Aber so wie die Zuschauer der Tagesschau oft eher auf die Kleidung der Sprecher achten als auf den Inhalt, sind es für Menschen, die sich nicht so sehr für Politik interessieren, vielleicht auch die kleinen Dinge, die Marotten, Gewohnheiten und modischen Eigenheiten Schmidts, die bleiben werden. Wie eben die Elblotsenmütze, die er beim Segeln auf dem Brahmsee in Holstein trug, wo er oft Urlaub machte, und manchmal auch bei offiziellen Anlässen.

72,50 Euro kostet die Schmidt-Kopfbedeckung

Küntzel muss sich nicht verstellen, man nimmt ihm am Telefon ab, dass er ein Hamburger Traditionsgeschäft führt, mit Mützen, deren Schnitte alle "mindestens 120 Jahre alt sind". Er verkaufe alles "von der Strickmütze bis zum Zylinder, aber mehr so die klassische Schiene", sagt er, als er später zurückruft.
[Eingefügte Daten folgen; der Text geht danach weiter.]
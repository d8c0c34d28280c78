mod course;
mod user;
use super::*;

use test_utils::factory::course::CourseFactory;

/// Tests that the join yields one row per course, carrying the college fields.
#[tokio::test]
async fn returns_one_row_per_course() -> Result<(), DbErr> {
    let test = TestBuilder::new()
        .with_college_tables()
        .build()
        .await
        .unwrap();
    let db = test.db.as_ref().unwrap();

    let college = factory::college::CollegeFactory::new(db)
        .name("MIT")
        .location("Cambridge")
        .build()
        .await?;
    CourseFactory::new(db, college.id)
        .name("CS")
        .fee(Decimal::from(100))
        .build()
        .await?;
    CourseFactory::new(db, college.id)
        .name("EE")
        .fee(Decimal::new(25050, 2))
        .build()
        .await?;

    let rows = CollegeRepository::new(db).get_all_with_courses().await?;

    assert_eq!(rows.len(), 2);
    assert_eq!(rows[0].college_id, college.id);
    assert_eq!(rows[0].college_name, "MIT");
    assert_eq!(rows[0].location, "Cambridge");
    assert_eq!(rows[0].course, "CS");
    assert_eq!(rows[0].fee, Decimal::from(100));
    assert_eq!(rows[1].course, "EE");
    assert_eq!(rows[1].fee, Decimal::new(25050, 2));

    Ok(())
}

/// Tests that a college without courses is left out of the inner join.
#[tokio::test]
async fn omits_colleges_without_courses() -> Result<(), DbErr> {
    let test = TestBuilder::new()
        .with_college_tables()
        .build()
        .await
        .unwrap();
    let db = test.db.as_ref().unwrap();

    let (with_course, _) = factory::helpers::create_college_with_course(db).await?;
    factory::college::create_college(db).await?;

    let rows = CollegeRepository::new(db).get_all_with_courses().await?;

    assert_eq!(rows.len(), 1);
    assert_eq!(rows[0].college_id, with_course.id);

    Ok(())
}
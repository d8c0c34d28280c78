use crate::server::{data::user::UserRepository, model::user::CreateUserParam};
use sea_orm::DbErr;
use test_utils::{builder::TestBuilder, factory};

mod create;
mod delete_by_email;
mod find_by_email;
mod get_all;
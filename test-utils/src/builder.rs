use entity::prelude::*;
use sea_orm::{sea_query::TableCreateStatement, EntityTrait, Schema};

use crate::{context::TestContext, error::TestError};

/// Builder for creating test contexts with customizable database schemas.
///
/// Provides a fluent interface for configuring test environments with in-memory SQLite
/// databases. Use the builder pattern to add entity tables, then call `build()` to
/// create the configured test context.
///
/// # Example
///
/// ```rust,ignore
/// use test_utils::builder::TestBuilder;
/// use entity::prelude::{College, Course};
///
/// let test = TestBuilder::new()
///     .with_table(College)
///     .with_table(Course)
///     .build()
///     .await?;
/// ```
pub struct TestBuilder {
    /// CREATE TABLE statements executed in insertion order during `build()`.
    tables: Vec<TableCreateStatement>,
    /// Name of the temp SQLite file to use instead of an in-memory database.
    file: Option<String>,
}

impl TestBuilder {
    /// Creates a new test builder with no tables configured.
    ///
    /// # Returns
    /// - New `TestBuilder` instance with empty table configuration
    pub fn new() -> Self {
        Self {
            tables: Vec::new(),
            file: None,
        }
    }

    /// Adds an entity table to the test database schema.
    ///
    /// Generates a CREATE TABLE statement from the provided SeaORM entity using SQLite
    /// backend syntax, including unique constraints and foreign keys declared on the
    /// entity. Tables with foreign keys must be added after the tables they reference.
    ///
    /// # Arguments
    /// - `entity` - SeaORM entity model implementing `EntityTrait` to create table for
    ///
    /// # Returns
    /// - `Self` - Builder instance for method chaining
    pub fn with_table<E: EntityTrait>(mut self, entity: E) -> Self {
        let schema = Schema::new(sea_orm::DbBackend::Sqlite);
        self.tables.push(schema.create_table_from_entity(entity));
        self
    }

    /// Adds the `users` table.
    pub fn with_user_tables(self) -> Self {
        self.with_table(User)
    }

    /// Adds the `colleges` and `courses` tables in dependency order.
    ///
    /// # Example
    ///
    /// ```rust,ignore
    /// let test = TestBuilder::new()
    ///     .with_college_tables()
    ///     .build()
    ///     .await?;
    /// ```
    pub fn with_college_tables(self) -> Self {
        self.with_table(College).with_table(Course)
    }

    /// Adds every table the application uses.
    pub fn with_all_tables(self) -> Self {
        self.with_user_tables().with_college_tables()
    }

    /// Uses a temp SQLite file instead of an in-memory database.
    ///
    /// Every pooled connection to `sqlite::memory:` opens its own empty database, so tests
    /// that run queries concurrently need a file. The file is removed when the
    /// `TestContext` is dropped.
    ///
    /// # Arguments
    /// - `name` - Name unique to the calling test
    pub fn with_file_database(mut self, name: &str) -> Self {
        self.file = Some(name.to_string());
        self
    }

    /// Builds and initializes the test context with configured tables.
    ///
    /// Creates the SQLite database connection and executes all CREATE TABLE statements
    /// that were added via `with_table()`.
    ///
    /// # Returns
    /// - `Ok(TestContext)` - Fully initialized test context with database and tables ready
    /// - `Err(TestError::Database)`- Failed to connect to database or create tables
    pub async fn build(self) -> Result<TestContext, TestError> {
        let mut setup = match self.file {
            Some(name) => TestContext::file_backed(&name),
            None => TestContext::new(),
        };

        setup.with_tables(self.tables).await?;

        Ok(setup)
    }
}

impl Default for TestBuilder {
    fn default() -> Self {
        Self::new()
    }
}
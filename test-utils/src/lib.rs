//! Collegeboard Test Utils
//!
//! Provides shared testing utilities for building integration and unit tests for the collegeboard
//! backend. This crate offers a builder pattern for creating test contexts with in-memory or
//! temp-file SQLite databases and customizable table schemas.
//!
//! # Overview
//!
//! The test utilities consist of these components:
//! - **TestBuilder**: Fluent builder for configuring test environments
//! - **TestContext**: Test environment holding the database connection
//! - **TestError**: Error types that can occur during test setup
//! - **factory**: Inserts entities with sensible defaults
//! - **fixture**: In-memory entity models that never touch the database
//!
//! # Usage
//!
//! Use `TestBuilder` to create a test context with the required database tables:
//!
//! ```rust,ignore
//! use test_utils::builder::TestBuilder;
//!
//! #[tokio::test]
//! async fn test_college_operations() -> Result<(), TestError> {
//!     let test = TestBuilder::new()
//!         .with_college_tables()
//!         .build()
//!         .await?;
//!
//!     let db = test.db.unwrap();
//!     // Perform database operations...
//!
//!     Ok(())
//! }
//! ```

pub mod builder;
pub mod context;
pub mod error;
pub mod factory;
pub mod fixture;
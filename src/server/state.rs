//! Application state shared across all request handlers.
//!
//! The state is initialized once during startup and then cloned for each request handler
//! through Axum's state extraction. It holds the database connection pool and the bearer
//! token verifier used by the college routes.

use sea_orm::DatabaseConnection;

use crate::server::middleware::auth::TokenVerifier;

/// Application state containing shared resources and dependencies.
///
/// Both fields are cheap to clone: `DatabaseConnection` is a pool handle and
/// `TokenVerifier` only holds the decoding key and validation settings.
#[derive(Clone)]
pub struct AppState {
    /// Database connection pool shared across all requests.
    pub db: DatabaseConnection,

    /// Verifies bearer tokens on protected routes.
    pub token_verifier: TokenVerifier,
}

impl AppState {
    /// Creates a new application state.
    ///
    /// # Arguments
    /// - `db` - Database connection pool
    /// - `token_verifier` - Verifier configured with the JWT secret
    pub fn new(db: DatabaseConnection, token_verifier: TokenVerifier) -> Self {
        Self { db, token_verifier }
    }
}
//! Course fixtures for creating in-memory test data.

use entity::course;
use sea_orm::prelude::Decimal;

/// Default test course name.
pub const DEFAULT_NAME: &str = "Test Course";

/// Creates a course entity model for the given college and fee.
pub fn entity_with_fee(college_id: i32, fee: Decimal) -> course::Model {
    course::Model {
        id: 1,
        college_id,
        name: DEFAULT_NAME.to_string(),
        fee,
    }
}
pub mod auth;

#[cfg(test)]
mod test;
Die Elblotsenmütze habe stets einen "sehr hohen Rand, einen guten Halt am Kopf und biete wenig Windwiderstand", sagt Küntzel. Der Grund dafür ist einleuchtend: "Wenn die Elblotsen per Jakobsleiter an Bord klettern mussten, hatten sie keine Hand frei, um die Mütze festzuhalten". 72,50 Euro muss man ausgeben, wenn man eine solche Mütze haben will. "Die gängigen Größen haben wir da", sagt Küntzel. Falls jemand eine ungewöhnliche Größe oder vielleicht eine Mütze aus Kaschmir statt des üblichen Marinetuchs verlangt, ist das auch kein Problem. Hinter dem Laden befindet sich eine Werkstatt, in der Küntzel auf alten Pfaff-Nähmaschinen handgefertigte Stücke herstellt.
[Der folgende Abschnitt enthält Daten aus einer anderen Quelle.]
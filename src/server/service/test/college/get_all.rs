use super::*;

/// Tests listing colleges when none exist.
///
/// Expected: Err(AppError::NotFound("No colleges found"))
#[tokio::test]
async fn no_colleges_is_not_found() -> Result<(), AppError> {
    let test = TestBuilder::new()
        .with_college_tables()
        .build()
        .await
        .unwrap();
    let db = test.db.as_ref().unwrap();

    let result = CollegeService::new(db).get_all().await;

    assert!(matches!(result, Err(AppError::NotFound(ref msg)) if msg == "No colleges found"));

    Ok(())
}

#[tokio::test]
async fn returns_colleges_ordered_by_id() -> Result<(), AppError> {
    let test = TestBuilder::new()
        .with_college_tables()
        .build()
        .await
        .unwrap();
    let db = test.db.as_ref().unwrap();

    let first = factory::college::create_college(db).await?;
    let second = factory::college::create_college(db).await?;

    let colleges = CollegeService::new(db).get_all().await?;

    let ids: Vec<i32> = colleges.iter().map(|c| c.id).collect();
    assert_eq!(ids, vec![first.id, second.id]);

    Ok(())
}

/// Tests the joined listing when colleges exist but none has a course.
///
/// Expected: Err(AppError::NotFound)
#[tokio::test]
async fn with_courses_is_not_found_without_courses() -> Result<(), AppError> {
    let test = TestBuilder::new()
        .with_college_tables()
        .build()
        .await
        .unwrap();
    let db = test.db.as_ref().unwrap();

    factory::college::create_college(db).await?;

    let result = CollegeService::new(db).get_all_with_courses().await;

    assert!(matches!(result, Err(AppError::NotFound(_))));

    Ok(())
}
Lieber bürgerlich-hanseatisch als adelig-gönnerhaft

Die Schmidtsche Mütze - der Elblotse - wird oft mit der Prinz-Heinrich-Mütze verwechselt, einer Yachtclub-Mütze, benannt nach Großadmiral Prinz Heinrich von Preußen, dem jüngeren Bruder von Kaiser Wilhelm II. Die Unterschiede zwischen beiden Modellen - minimale Abweichungen in punkto Mützensteg und Mützendeckel - können nur Fachleute erkennen. Aber eine bürgerlich-hanseatische Lotsenmütze passt natürlich auch besser als eine adelig-gönnerhafte Prinzenmütze zu einem Mann, der sich immer als "Macher" verstanden hat, als jemand, der den Überblick behält und die wichtigen Entscheidungen trifft.
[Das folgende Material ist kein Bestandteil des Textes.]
//! Command queue session with flow control and acknowledgment tracking
//!
//! Serializes command issuance so exactly one frame is outstanding at a
//! time. The controller's onboard command buffer is small and unannounced
//! overruns drop commands silently, so the driver never writes a second
//! frame before the first one's response has been decoded and verified.
//!
//! # Features
//! - FIFO command queue owned by the session (no ambient global state)
//! - At-most-one-in-flight write discipline
//! - Per-frame response deadline with bounded retries
//! - Framing errors and device rejections retried, transport failures fatal
//! - Best-effort abort that flushes the pending queue

use crate::error::{Result, SessionError};
use crate::transport::Transport;
use gantrykit_protocol::decoder::{DecodeEvent, Decoder};
use gantrykit_protocol::{Command, Frame, FramingError, Response};
use serde::{Deserialize, Serialize};
use std::collections::VecDeque;
use std::time::{Duration, Instant};

/// Configuration for a command-queue session.
#[derive(Debug, Clone, Serialize, Deserialize)]
pub struct SessionConfig {
    /// Maximum retries per frame after the initial attempt.
    pub max_retries: u32,
    /// How long to wait for each frame's response before retrying.
    pub response_timeout: Duration,
    /// Maximum number of commands that may be queued.
    pub queue_capacity: usize,
}

impl Default for SessionConfig {
    fn default() -> Self {
        Self {
            max_retries: 3,
            response_timeout: Duration::from_secs(2),
            queue_capacity: 100,
        }
    }
}

/// A queued frame awaiting transmission.
#[derive(Debug, Clone)]
struct Pending {
    /// Command name, carried for diagnosability of failures.
    name: &'static str,
    /// The full wire packet.
    bytes: Vec<u8>,
    /// Attempts made so far.
    attempts: u32,
}

/// The verified result of one command: its acknowledged response body.
#[derive(Debug, Clone, PartialEq, Eq, Serialize)]
pub struct CommandOutcome {
    /// Name of the command this outcome belongs to.
    pub command: &'static str,
    /// Response payload with the status byte stripped.
    pub payload: Vec<u8>,
    /// How many attempts it took (1 = first try).
    pub attempts: u32,
}

enum WaitOutcome {
    Response(Response),
    Framing(FramingError),
    TimedOut,
}

/// A command-queue session owning the transport exclusively.
///
/// No other component reads from or writes to the transport while the
/// session exists; the decode state machine and flow-control discipline
/// depend on seeing every byte.
pub struct Session<T: Transport> {
    transport: T,
    decoder: Decoder,
    queue: VecDeque<Pending>,
    /// Decoded events not yet consumed by the driver.
    events: VecDeque<DecodeEvent>,
    config: SessionConfig,
}

impl<T: Transport> Session<T> {
    /// Create a session with default configuration.
    pub fn new(transport: T) -> Self {
        Self::with_config(transport, SessionConfig::default())
    }

    /// Create a session with explicit configuration.
    pub fn with_config(transport: T, config: SessionConfig) -> Self {
        Session {
            transport,
            decoder: Decoder::new(),
            queue: VecDeque::new(),
            events: VecDeque::new(),
            config,
        }
    }

    /// Queue a command for transmission.
    pub fn enqueue(&mut self, command: &Command) -> Result<()> {
        self.enqueue_named(command.name(), command.encode())
    }

    /// Queue an already-encoded frame.
    pub fn enqueue_frame(&mut self, frame: Frame) -> Result<()> {
        self.enqueue_named("(raw frame)", frame)
    }

    fn enqueue_named(&mut self, name: &'static str, frame: Frame) -> Result<()> {
        if self.queue.len() >= self.config.queue_capacity {
            return Err(SessionError::QueueFull {
                capacity: self.config.queue_capacity,
            });
        }
        self.queue.push_back(Pending {
            name,
            bytes: frame.to_bytes(),
            attempts: 0,
        });
        Ok(())
    }

    /// Number of commands waiting (none are in flight between `drive` steps).
    pub fn queued(&self) -> usize {
        self.queue.len()
    }

    /// Whether the queue is empty.
    pub fn is_empty(&self) -> bool {
        self.queue.is_empty()
    }

    /// Drain the queue, yielding one outcome per command.
    ///
    /// Lazy: each `next()` sends exactly one frame and blocks until its
    /// response is verified (retrying within the configured budget). A
    /// fatal error is yielded once and ends the iteration; commands queued
    /// behind the failure stay queued.
    pub fn drive(&mut self) -> Drive<'_, T> {
        Drive {
            session: self,
            halted: false,
        }
    }

    /// Get a reference to the underlying transport.
    pub fn transport(&self) -> &T {
        &self.transport
    }

    /// Get a mutable reference to the underlying transport.
    pub fn transport_mut(&mut self) -> &mut T {
        &mut self.transport
    }

    /// Best-effort abort: send an `Abort` frame immediately and discard
    /// every queued command. In-flight work on the device may or may not
    /// have executed.
    pub fn abort(&mut self) {
        let discarded = self.queue.len();
        self.queue.clear();
        self.events.clear();
        let frame = Command::Abort.encode();
        if let Err(e) = self.transport.write_all(&frame.to_bytes()) {
            tracing::warn!("abort frame could not be written: {}", e);
        }
        tracing::info!(discarded, "session aborted, pending queue flushed");
    }

    /// Send one dequeued frame and wait for its verified response,
    /// retrying within the configured budget.
    fn run_pending(&mut self, mut pending: Pending) -> Result<CommandOutcome> {
        loop {
            pending.attempts += 1;
            tracing::debug!(
                command = pending.name,
                attempt = pending.attempts,
                len = pending.bytes.len(),
                "writing frame"
            );
            self.transport.write_all(&pending.bytes)?;

            let deadline = Instant::now() + self.config.response_timeout;
            match self.await_response(deadline)? {
                WaitOutcome::Response(response) => match response.device_result() {
                    Ok(body) => {
                        tracing::trace!(command = pending.name, "command acknowledged");
                        return Ok(CommandOutcome {
                            command: pending.name,
                            payload: body.to_vec(),
                            attempts: pending.attempts,
                        });
                    }
                    Err(device) => {
                        if pending.attempts > self.config.max_retries {
                            tracing::error!(
                                command = pending.name,
                                code = device.code,
                                attempts = pending.attempts,
                                "device rejected command, retries exhausted"
                            );
                            return Err(SessionError::DeviceRejected {
                                command: pending.name,
                                code: device.code,
                                attempts: pending.attempts,
                            });
                        }
                        tracing::warn!(
                            command = pending.name,
                            code = device.code,
                            attempt = pending.attempts,
                            "device rejected command, retrying"
                        );
                    }
                },
                WaitOutcome::Framing(framing) => {
                    if pending.attempts > self.config.max_retries {
                        return Err(SessionError::RetriesExhausted {
                            command: pending.name,
                            attempts: pending.attempts,
                            reason: framing.to_string(),
                        });
                    }
                    tracing::warn!(
                        command = pending.name,
                        attempt = pending.attempts,
                        "framing error on response, retrying: {}",
                        framing
                    );
                }
                WaitOutcome::TimedOut => {
                    if pending.attempts > self.config.max_retries {
                        return Err(SessionError::RetriesExhausted {
                            command: pending.name,
                            attempts: pending.attempts,
                            reason: format!(
                                "no response within {}ms",
                                self.config.response_timeout.as_millis()
                            ),
                        });
                    }
                    tracing::warn!(
                        command = pending.name,
                        attempt = pending.attempts,
                        "response timeout, retrying"
                    );
                }
            }
        }
    }

    /// Poll the transport, feeding bytes to the decoder, until one decode
    /// event is available or the deadline passes. Only transport failures
    /// are errors here.
    fn await_response(&mut self, deadline: Instant) -> std::io::Result<WaitOutcome> {
        loop {
            if let Some(event) = self.events.pop_front() {
                return Ok(match event {
                    Ok(response) => WaitOutcome::Response(response),
                    Err(framing) => WaitOutcome::Framing(framing),
                });
            }
            if Instant::now() >= deadline {
                return Ok(WaitOutcome::TimedOut);
            }

            let mut buf = [0u8; 64];
            match self.transport.read(&mut buf) {
                Ok(0) => continue,
                Ok(n) => self.events.extend(self.decoder.feed(&buf[..n])),
                Err(e)
                    if matches!(
                        e.kind(),
                        std::io::ErrorKind::TimedOut
                            | std::io::ErrorKind::WouldBlock
                            | std::io::ErrorKind::Interrupted
                    ) =>
                {
                    continue
                }
                Err(e) => return Err(e),
            }
        }
    }
}

/// Lazy per-command outcome iterator returned by [`Session::drive`].
pub struct Drive<'a, T: Transport> {
    session: &'a mut Session<T>,
    halted: bool,
}

impl<T: Transport> Iterator for Drive<'_, T> {
    type Item = Result<CommandOutcome>;

    fn next(&mut self) -> Option<Self::Item> {
        if self.halted {
            return None;
        }
        let pending = self.session.queue.pop_front()?;
        let outcome = self.session.run_pending(pending);
        if outcome.is_err() {
            self.halted = true;
        }
        Some(outcome)
    }
}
Für Schmidt, der schon bei Küntzels Vorgänger Claus Eisenberg kaufte, lag das Mützengeschäft ideal. Nebenan war sein Stammfrisör, "da hab ich ihn öfter reingehen sehen", sagt Küntzel. Und es waren nur 200 Meter zum Speersort, dem Sitz der Zeit-Redaktion, wo Schmidt bis kurz vor seinem Tod drei- bis viermal in der Woche erschien, um in seinem Büro zu denken, zu lesen und zu schreiben oder freitags um zwölf an der Konferenz des Politik-Ressorts teilzunehmen.

Die Elblotsen-Mütze ist nicht die am Besten laufende Mütze in Küntzels Programm, sie wird nur recht selten verlangt. "Aber ich denke mal, die wird sich halten, nech", sagt Küntzel. Möglicherweise untertreibt er da ein bisschen.